Stored data
---*---

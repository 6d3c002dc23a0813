use super::context::Context;
use originbind::gatekeeper::access_history::UNKNOWN_COUNTRY;
use originbind::gatekeeper::Decision;
use originbind::identity::{Identity, Origin};

/// Run one login attempt through the access gate
///
/// Prints `ALLOW` or `DENY: <message>`. The gate itself never waits on
/// geolocation. With `--country` the country is resolved up front, so the
/// gate reads it from the cache and no second lookup is issued; it is
/// printed on a second line.
pub async fn execute(
    ctx: &Context,
    identity: &str,
    origin: &str,
    name: &str,
    resolve_country: bool,
) -> Result<String, Box<dyn std::error::Error>> {
    let identity = Identity::parse(identity)?;
    let origin = Origin::parse(origin)?;

    let country = if resolve_country {
        Some(match &ctx.geo {
            Some(geo) => geo
                .country_of(&origin)
                .await
                .unwrap_or_else(|| UNKNOWN_COUNTRY.to_string()),
            None => "disabled".to_string(),
        })
    } else {
        None
    };

    let decision = ctx.gate().on_pre_authentication(identity, &origin, name);

    let mut output = match decision {
        Decision::Allow => "ALLOW".to_string(),
        Decision::Deny(message) => format!("DENY: {}", message),
    };
    if let Some(country) = country {
        output.push_str(&format!("\nCountry: {}", country));
    }

    Ok(output)
}

#[cfg(test)]
mod tests {
    use super::*;
    use crate::cli::context::test_context;
    use tempfile::TempDir;

    const PLAYER: &str = "6f1c1f5e-8a4b-4c3e-9d2a-0b1c2d3e4f50";

    #[tokio::test]
    async fn test_first_contact_then_deny() {
        let temp_dir = TempDir::new().unwrap();
        let ctx = test_context(temp_dir.path());

        let first = execute(&ctx, PLAYER, "1.2.3.4", "Steve", false).await.unwrap();
        assert_eq!(first, "ALLOW");

        let again = execute(&ctx, PLAYER, "1.2.3.4", "Steve", false).await.unwrap();
        assert_eq!(again, "ALLOW");

        let other = execute(&ctx, PLAYER, "9.9.9.9", "Steve", false).await.unwrap();
        assert!(other.starts_with("DENY: Unauthorized IP address"));
        assert_eq!(ctx.audit.len(), 1);
    }

    #[tokio::test]
    async fn test_invalid_inputs_rejected_without_mutation() {
        let temp_dir = TempDir::new().unwrap();
        let ctx = test_context(temp_dir.path());

        assert!(execute(&ctx, "not-a-uuid", "1.2.3.4", "Steve", false).await.is_err());
        assert!(execute(&ctx, PLAYER, "999.1.1.1", "Steve", false).await.is_err());
        assert!(ctx.store.is_empty());
    }

    #[tokio::test]
    async fn test_country_flag_with_geo_disabled() {
        let temp_dir = TempDir::new().unwrap();
        let ctx = test_context(temp_dir.path());

        let output = execute(&ctx, PLAYER, "1.2.3.4", "Steve", true).await.unwrap();
        assert_eq!(output, "ALLOW\nCountry: disabled");
    }
}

---*---

▶ _Your assignment_:
Only the lines from the one holding "async fn test_invalid_inputs_rejected_without_mutation()" to the end of the entries above belong in the answer, each copied exactly.

▶ _Exercise solution_:
    async fn test_invalid_inputs_rejected_without_mutation() {
        let temp_dir = TempDir::new().unwrap();
        let ctx = test_context(temp_dir.path());

        assert!(execute(&ctx, "not-a-uuid", "1.2.3.4", "Steve", false).await.is_err());
        assert!(execute(&ctx, PLAYER, "999.1.1.1", "Steve", false).await.is_err());
        assert!(ctx.store.is_empty());
    }

    #[tokio::test]
    async fn test_country_flag_with_geo_disabled() {
        let temp_dir = TempDir::new().unwrap();
        let ctx = test_context(temp_dir.path());

        let output = execute(&ctx, PLAYER, "1.2.3.4", "Steve", true).await.unwrap();
        assert_eq!(output, "ALLOW\nCountry: disabled");
    }
}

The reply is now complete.